Y claro, cuando los periódicos y cadenas de
televisión tratan de replicar la inmediatez de las redes sociales y saciar su
necesidad de noticias frescas para mantenerse en el terreno de la actualidad, inevitablemente
caen en los excesos, las malas prácticas y la corrupción, algo que encarna el
personaje de la reportera Malaika (Chetna Pandya), ambiciosa y sin escrúpulos,
que no duda en sobornar a un miembro del gabinete para que le pase información
confidencial a cambio de enviarle fotos desnuda tomadas con el móvil. Sus
métodos la llevan a un final tan poético como irónico porque, cuando utilizando
esa información clasificada empieza a realizar auténtica labor periodística, infiltrándose
en una operación de las fuerzas especiales en un edificio abandonado donde
supuestamente se esconde el secuestrador, acaba tiroteada en la pierna.

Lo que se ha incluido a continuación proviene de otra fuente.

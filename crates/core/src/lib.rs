pub mod client;
pub mod clock;
pub mod error;
pub mod id;
pub mod interest;
pub mod lagcomp;
pub mod net;
pub mod prediction;
pub mod schema;
pub mod server;
pub mod store;
pub mod tick;
pub mod world;

pub use client::{ClientConfig, ClientEvent, ClientReplicator, ClientTick};
pub use clock::{ClockConfig, ClockSync, FixedTimestep, InterpDescriptor};
pub use error::{FragmentError, IdError, MalformedUpdate, RegistryError, ResyncRequired, StoreError};
pub use id::{ClientId, IdAllocator, NetworkId, OwnerTag, PlayerId};
pub use interest::{Aabb, AlwaysRelevant, InterestConfig, InterestManager, RelevanceHook, SpatialIndex};
pub use lagcomp::{
    ColliderFrame, FireQuery, FrameFlags, HitOutcome, Hitbox, LagCompConfig, LagCompensator,
    ProjectileSpawn, Transform,
};
pub use net::{
    DEFAULT_PORT, DEFAULT_TICK_RATE, DeliveryOutcome, InputCommand, NetworkEndpoint, Packet,
    PacketError, PacketHeader, PacketType, UpdateKind,
};
pub use prediction::{
    PredictionConfig, PredictionContext, PredictionEngine, PredictionTag, Simulation,
};
pub use schema::{ComponentKind, ComponentRegistry, ComponentValue, FieldKind, FieldValue};
pub use server::{OutboundUpdate, ServerConfig, ServerReplicator};
pub use store::{StateStore, StoreConfig};
pub use tick::Tick;
pub use world::{ComponentSource, RemoteSink, ReplicatedWorld};
impl ArenaServer {
    pub fn new(endpoint: NetworkEndpoint, config: ServerConfig, bot_count: usize) -> Result<Self> {
        let schema = ArenaSchema::new()?;
        let rules = ArenaRules {
            tick_rate: config.tick_rate,
            ..Default::default()
        };
        let mut server = Self {
            endpoint,
            connections: ConnectionManager::new(config.max_clients),
            replicator: ServerReplicator::new(schema.registry.clone(), config),
            schema,
            rules,
            world: ReplicatedWorld::new(),
            ids: IdAllocator::new(OwnerTag::SERVER),
            avatars: HashMap::new(),
            bots: Vec::new(),
            pending_events: VecDeque::new(),
            tick: 0,
        };
        for _ in 0..bot_count {
            let id = server.ids.allocate()?;
            server.world.insert(id, server.schema.position, ComponentValue::from_vec3(Vec3::ZERO));
            server
                .world
                .insert(id, server.schema.health, ComponentValue::from_u32(server.rules.max_health));
            server.bots.push(id);
        }
        Ok(server)
    }

    pub fn local_addr(&self) -> SocketAddr {
        self.endpoint.local_addr()
    }

    pub fn drain_events(&mut self) -> impl Iterator<Item = ServerEvent> + '_ {
        self.pending_events.drain(..)
    }

    pub fn stats(&self) -> ServerStats {
        ServerStats {
            tick: self.tick,
            clients: self.connections.connected_count(),
            entities: self.world.len(),
            packets_lost: self.endpoint.stats().packets_lost,
        }
    }

    pub fn handle(&mut self, inbound: Inbound) {
        let Inbound { packet, addr, size } = inbound;
        let Some(received) = self.endpoint.accept(packet, addr, size) else {
            return;
        };

        if let Some(client) = self.connections.get_by_addr_mut(&addr) {
            client.touch();
            let id = client.client_id;
            for (seq, outcome) in received.outcomes {
                self.replicator.handle_delivery(id, seq, outcome);
            }
        }

        match received.packet.payload {
            PacketType::ConnectionRequest => self.handle_connection_request(addr),
            PacketType::Input(inputs) => {
                let Some(client) = self.connected(addr) else {
                    return;
                };
                for input in inputs {
                    self.replicator.queue_input(client, input);
                }
            }
            PacketType::ResyncRequest { last_good_tick } => {
                if let Some(client) = self.connected(addr) {
                    self.replicator.request_resync(client, last_good_tick);
                }
            }
            PacketType::Ping { timestamp } => self.send(PacketType::Pong { timestamp }, addr),
            PacketType::Disconnect => {
                if let Some(client) = self.connected(addr) {
                    self.drop_client(client, DisconnectReason::Graceful);
                }
            }
            other => debug!("ignoring {other:?} from {addr}"),
        }
    }

    fn connected(&self, addr: SocketAddr) -> Option<ClientId> {
        self.connections
            .get_by_addr(&addr)
            .filter(|c| c.state == ConnectionState::Connected)
            .map(|c| c.client_id)
    }

    fn handle_connection_request(&mut self, addr: SocketAddr) {
        let (client, player, fresh) = match self.connections.get_or_accept(addr) {
            Ok(connection) => {
                let fresh = connection.state != ConnectionState::Connected;
                connection.state = ConnectionState::Connected;
                (connection.client_id, connection.player_id, fresh)
            }
            Err(reason) => {
                self.send(
                    PacketType::ConnectionDenied {
                        reason: reason.to_string(),
                    },
                    addr,
                );
                self.pending_events.push_back(ServerEvent::ConnectionDenied {
                    addr,
                    reason: reason.to_string(),
                });
                return;
            }
        };

        if fresh && let Err(e) = self.admit(client, player, addr) {
            self.pending_events.push_back(ServerEvent::Error {
                message: format!("cannot admit {client}: {e}"),
            });
            self.connections.remove(client);
            return;
        }

        // repeated requests get the same answer; the first one may have been lost
        self.send(
            PacketType::ConnectionAccepted {
                client_id: client.0,
                player_id: player,
                server_tick: self.tick,
                tick_rate: self.rules.tick_rate,
            },
            addr,
        );
    }

    fn admit(&mut self, client: ClientId, player: PlayerId, addr: SocketAddr) -> Result<()> {
        let avatar = self.ids.allocate()?;
        let spawn = self.spawn_point(player);
        self.replicator
            .add_client(client, player, Some(Aabb::from_center(spawn, Vec3::splat(VIEW_HALF_EXTENT))))?;

        let s = &self.schema;
        self.world.insert(avatar, s.position, ComponentValue::from_vec3(spawn));
        self.world.insert(avatar, s.controller, ComponentValue::from_u32(player as u32));
        self.world.insert(avatar, s.health, ComponentValue::from_u32(self.rules.max_health));
        self.avatars.insert(client, avatar);

        self.pending_events.push_back(ServerEvent::ClientConnected {
            client,
            addr,
            player,
            avatar,
        });
        Ok(())
    }

    fn spawn_point(&self, player: PlayerId) -> Vec3 {
        let angle = player as f32 * 2.4;
        Vec3::new(angle.cos(), 0.0, angle.sin()) * 20.0
    }

    fn drop_client(&mut self, client: ClientId, reason: DisconnectReason) {
        self.connections.remove(client);
        self.replicator.remove_client(client);
        if let Some(avatar) = self.avatars.remove(&client) {
            self.world.despawn(avatar);
            self.replicator.forget_collider(avatar);
        }
        self.pending_events
            .push_back(ServerEvent::ClientDisconnected { client, reason });
    }

    pub fn shutdown(&mut self) {
        let clients: Vec<(ClientId, SocketAddr)> =
            self.connections.iter().map(|c| (c.client_id, c.addr)).collect();
        for (client, addr) in clients {
            self.send(PacketType::Disconnect, addr);
            self.drop_client(client, DisconnectReason::Shutdown);
        }
    }

    fn send(&mut self, payload: PacketType, addr: SocketAddr) {
        if let Err(e) = self.endpoint.send_to(payload, addr) {
            self.pending_events.push_back(ServerEvent::Error {
                message: format!("failed to send to {addr}: {e}"),
            });
        }
    }

    /// Runs one fixed tick: gameplay, commit, per-client updates.
    pub fn tick(&mut self) {
        self.tick = self.tick.wrapping_add(1);
        let tick = self.tick;

        self.move_projectiles();
        self.move_bots(tick);
        self.apply_inputs(tick);

        for connection in self.connections.cleanup_timed_out() {
            self.replicator.remove_client(connection.client_id);
            if let Some(avatar) = self.avatars.remove(&connection.client_id) {
                self.world.despawn(avatar);
                self.replicator.forget_collider(avatar);
            }
            self.pending_events.push_back(ServerEvent::ClientDisconnected {
                client: connection.client_id,
                reason: DisconnectReason::Timeout,
            });
        }

        self.record_colliders(tick);

        // the dirty set survives a failed stage so the next tick retries it
        if let Err(e) = self.replicator.stage_world(&self.world) {
            warn!("tick {tick}: staging failed: {e}");
            self.pending_events.push_back(ServerEvent::Error {
                message: format!("tick {tick}: staging failed: {e}"),
            });
            return;
        }
        self.world.advance_tick();
        match self.replicator.commit(tick) {
            Ok(summary) => debug!(
                "tick {tick}: {} changed, {} removed",
                summary.changed.len(),
                summary.removed.len()
            ),
            Err(e) => {
                self.pending_events.push_back(ServerEvent::Error {
                    message: format!("tick {tick}: commit failed: {e}"),
                });
                return;
            }
        }

        self.send_updates();
    }

    fn move_projectiles(&mut self) {
        let s = &self.schema;
        let projectiles: Vec<(NetworkId, Vec3, Vec3)> = self
            .world
            .ids()
            .filter_map(|id| {
                let at = self.world.get(id, s.position)?.as_vec3()?;
                let velocity = self.world.get(id, s.velocity)?.as_vec3()?;
                Some((id, at, velocity))
            })
            .collect();
        for (id, at, velocity) in projectiles {
            match self.rules.move_projectile(at, velocity) {
                Some(next) => self.world.insert(id, s.position, ComponentValue::from_vec3(next)),
                None => {
                    self.world.despawn(id);
                }
            }
        }
    }

    fn move_bots(&mut self, tick: Tick) {
        let count = self.bots.len().max(1) as f32;
        for (i, &bot) in self.bots.iter().enumerate() {
            let phase = i as f32 / count * std::f32::consts::TAU;
            let angle = phase + tick as f32 * self.rules.dt() * 0.5;
            let at = Vec3::new(angle.cos(), 0.0, angle.sin()) * BOT_ORBIT_RADIUS;
            self.world
                .insert(bot, self.schema.position, ComponentValue::from_vec3(at));
        }
    }

    fn apply_inputs(&mut self, tick: Tick) {
        for (client, command) in self.replicator.take_inputs(tick) {
            let Some(input) = ArenaInput::decode(&command.payload) else {
                debug!("{client}: undecodable input for tick {}", command.predicted_tick);
                continue;
            };
            let Some(&avatar) = self.avatars.get(&client) else {
                continue;
            };
            let Some(at) = self.position(avatar) else {
                continue;
            };

            let next = self.rules.move_avatar(at, &input);
            self.world
                .insert(avatar, self.schema.position, ComponentValue::from_vec3(next));
            self.replicator.set_volume(
                client,
                Some(Aabb::from_center(next, Vec3::splat(VIEW_HALF_EXTENT))),
            );

            if input.buttons.contains(Buttons::THROW) {
                self.throw(client, avatar, next, &input);
            }
            if input.buttons.contains(Buttons::FIRE)
                && let Some(hit) = self.replicator.hitscan(
                    avatar,
                    &command,
                    // the shot starts in the shooter's collider space
                    self.rules.muzzle() - BODY_CENTER,
                    input.aim(),
                    self.rules.shot_range,
                )
            {
                self.pending_events.push_back(ServerEvent::Hit {
                    shooter: avatar,
                    target: hit.target,
                    rewound: tick.wrapping_sub(hit.rewind.to),
                    mitigated: hit.mitigated,
                });
                if !hit.mitigated {
                    self.damage(hit.target);
                }
            }
        }
    }

    fn throw(&mut self, client: ClientId, avatar: NetworkId, at: Vec3, input: &ArenaInput) {
        let owner = avatar_owner(self.replicator.player_of(client));
        let live = self
            .world
            .ids()
            .filter(|id| Some(id.owner()) == owner && self.world.get(*id, self.schema.velocity).is_some())
            .count();
        let Some(id) = self
            .replicator
            .assign_spawn(client, live < MAX_PROJECTILES_PER_PLAYER)
        else {
            return;
        };
        let s = &self.schema;
        self.world
            .insert(id, s.position, ComponentValue::from_vec3(at + self.rules.muzzle()));
        self.world
            .insert(id, s.velocity, ComponentValue::from_vec3(self.rules.throw_velocity(input)));
    }

    fn damage(&mut self, target: NetworkId) {
        let s = &self.schema;
        let Some(health) = self.world.get(target, s.health).and_then(ComponentValue::as_u32) else {
            return;
        };
        let left = health.saturating_sub(self.rules.shot_damage);
        if left > 0 {
            self.world.insert(target, s.health, ComponentValue::from_u32(left));
            return;
        }

        // knocked out: back to full health at the spawn point
        let player = self
            .world
            .get(target, s.controller)
            .and_then(ComponentValue::as_u32)
            .unwrap_or(0) as PlayerId;
        let respawn = self.spawn_point(player);
        self.world
            .insert(target, s.health, ComponentValue::from_u32(self.rules.max_health));
        self.world.insert(target, s.position, ComponentValue::from_vec3(respawn));
    }

    fn position(&self, id: NetworkId) -> Option<Vec3> {
        self.world.get(id, self.schema.position)?.as_vec3()
    }

    fn record_colliders(&mut self, tick: Tick) {
        let mut frames = Vec::with_capacity(self.avatars.len() + self.bots.len());
        for &avatar in self.avatars.values() {
            if let Some(at) = self.position(avatar) {
                let hitbox = Hitbox::Sphere { radius: 0.6 };
                let frame = ColliderFrame::new(Transform::from_translation(at + BODY_CENTER), hitbox)
                    .with_flags(FrameFlags::PLAYER_CONTROLLED);
                frames.push((avatar, frame));
            }
        }
        for &bot in &self.bots {
            if let Some(at) = self.position(bot) {
                let hitbox = Hitbox::Box {
                    half_extents: Vec3::new(0.5, 1.0, 0.5),
                };
                frames.push((bot, ColliderFrame::new(Transform::from_translation(at + BODY_CENTER), hitbox)));
            }
        }
        for (id, frame) in &frames {
            self.world
                .set_extent(*id, Some(frame.hitbox.bounds(&frame.transform)));
        }
        self.replicator.record_colliders(tick, frames);
    }

    fn send_updates(&mut self) {
        let updates = self.replicator.build_updates(&self.world, &AlwaysRelevant);
        for update in updates {
            let Some(addr) = self.connections.get(update.client).map(|c| c.addr) else {
                continue;
            };
            for fragment in update.fragments {
                match self.endpoint.send_to(PacketType::Update(fragment), addr) {
                    Ok((seq, evicted)) => {
                        self.replicator.register_sent(update.client, update.update_seq, seq);
                        for (old, outcome) in evicted {
                            self.replicator.handle_delivery(update.client, old, outcome);
                        }
                    }
                    Err(e) => {
                        warn!("{}: update {} not sent: {e}", update.client, update.update_seq);
                        self.replicator.update_unsent(update.client, update.update_seq);
                        break;
                    }
                }
            }
        }
    }
}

Ya lo he apuntado antes: aunque la historia es
claramente una sátira, no llama a la risa. Es una forma más sutil de humor y
los actores escenifican con total seriedad una situación que pertenece
claramente al terreno dramático. Puede que la premisa sea estrafalaria, incluso
inverosímil, pero el tratamiento que se hace de la misma es absolutamente
realista, como si estuviéramos contemplando en tiempo real el desarrollo de los
acontecimientos en un retorcido “reality”. En este sentido, hay que aplaudir la
osadía de Brooker en llevar la premisa hasta su lógico final. En lugar de un
desenlace convencional en el que en el último minuto el primer ministro se
viera dispensado de satisfacer las exigencias del terrorista, aquí el político
sí tiene que tener sexo con un cerdo delante de toda la nación.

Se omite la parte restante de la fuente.